For Wizards-specific information, check out WIZARDS.md.

Configuration

config.json

The database configuration is expected as a JSON mapping:

{
    "user": "user",
    "pass": "password",
    "host": "postgres.database.url",
    "port": 5432,
    "database": "database"
}

input.json

URLs for scanning are expected as a JSON list:

[
    "magic.wizards.com/en/events",
    "magic.wizards.com/en/MTGO",
    "www.wizards.com/Magic/Magazine",
    "www.wizards.com/default.asp",
    "magic.wizards.com/en/news",
    "wizards.com/Magic/Magazine",
    "wizards.com/default.asp",
    "magic.wizards.com/en/articles"
]

Process

cdxrecords

With configuration set up, run cdxrecords. This:

scans over each URL in the JSON file
stores each gathered CDX record reported by Wayback in the database.

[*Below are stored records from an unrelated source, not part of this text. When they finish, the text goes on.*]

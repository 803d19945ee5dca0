//! Integration tests for nakshatra-share

use nakshatra_domain::{comparison, Axis, Entity, EntityKind, Position, Question, QuizSession};
use nakshatra_share::{decode, encode, SessionSnapshot, ShareError};

#[test]
fn test_shared_result_ranks_like_original() {
    let parties = vec![
        Entity::new("a", EntityKind::Party, "A", Position::new(0.4, -0.7, -0.3).unwrap()),
        Entity::new("b", EntityKind::Party, "B", Position::new(0.5, 0.6, -0.5).unwrap()),
    ];
    let original = Position::new(0.4444, 0.5833, -0.4167).unwrap();

    let shared = decode(&encode(&original).unwrap()).unwrap();

    let before = comparison::rank_by_distance(&original, &parties);
    let after = comparison::rank_by_distance(&shared, &parties);
    assert_eq!(before[0].entity.id, after[0].entity.id);
    assert_eq!(shared, Position::new(0.44, 0.58, -0.42).unwrap());
}

#[test]
fn test_tampered_token_is_reported() {
    let token = encode(&Position::ORIGIN).unwrap();
    let truncated = &token[..token.len() / 2];
    let err = decode(truncated).unwrap_err();
    assert!(matches!(err, ShareError::Base64(_) | ShareError::Json(_)));
}

#[test]
fn test_snapshot_resume_mid_quiz() {
    let questions = vec![
        Question::new("ST_01", Axis::Statism, false),
        Question::new("ST_02", Axis::Statism, true),
        Question::new("RC_01", Axis::Recognition, false),
    ];
    let mut session = QuizSession::new(&questions);
    session.answer_current(5).unwrap();
    session.next();
    session.answer_current(1).unwrap();
    session.next();

    let json = SessionSnapshot::capture(&session).to_json().unwrap();
    let mut resumed = SessionSnapshot::from_json(&json).unwrap().restore(&questions).unwrap();

    assert_eq!(resumed.current_index(), 2);
    assert!(!resumed.can_proceed());
    resumed.answer_current(3).unwrap();
    let position = resumed.calculate().unwrap();
    assert_eq!(position.statism(), 1.0);
    assert_eq!(position.recognition(), 0.0);
}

CDX records are tuples of information that can be used to get 'mementos' from Wayback's Memento API. Storing these in the database means that the CDX API doesn't need to be queried after the initial gathering.

celeryworker, celerygatherer

Assuming you have a lot of CDX records, the next steps require some setup.

RabbitMQ server

Follow the instructions at https://www.rabbitmq.com/docs/download to install RabbitMQ on a server of your choice.

Configure celery

Copy celeryconfig.py.example to celeryconfig.py and fill in the broker_url with the values used when installing RabbitMQ.

Setting up a worker machine

Copy this source code (including celeryconfig.py) onto a worker machine and install it with Poetry in the normal way. Also, ensure that the worker machine has connectivity to the RabbitMQ server.

Once installed, run

$ celery -A celeryworker worker --loglevel INFO --pool=gevent --concurrency=4

This runs the celeryworker.py script and registers with the RabbitMQ server as a worker.

Repeat for as many workers as desired (tested up to 12 workers with no issues).

Setting up a driver machine

Copy this source code (including celeryconfig.py) onto a driver machine and install it with Poetry in the normal way. Also, ensure that the driver machine has connectivity to the RabbitMQ server.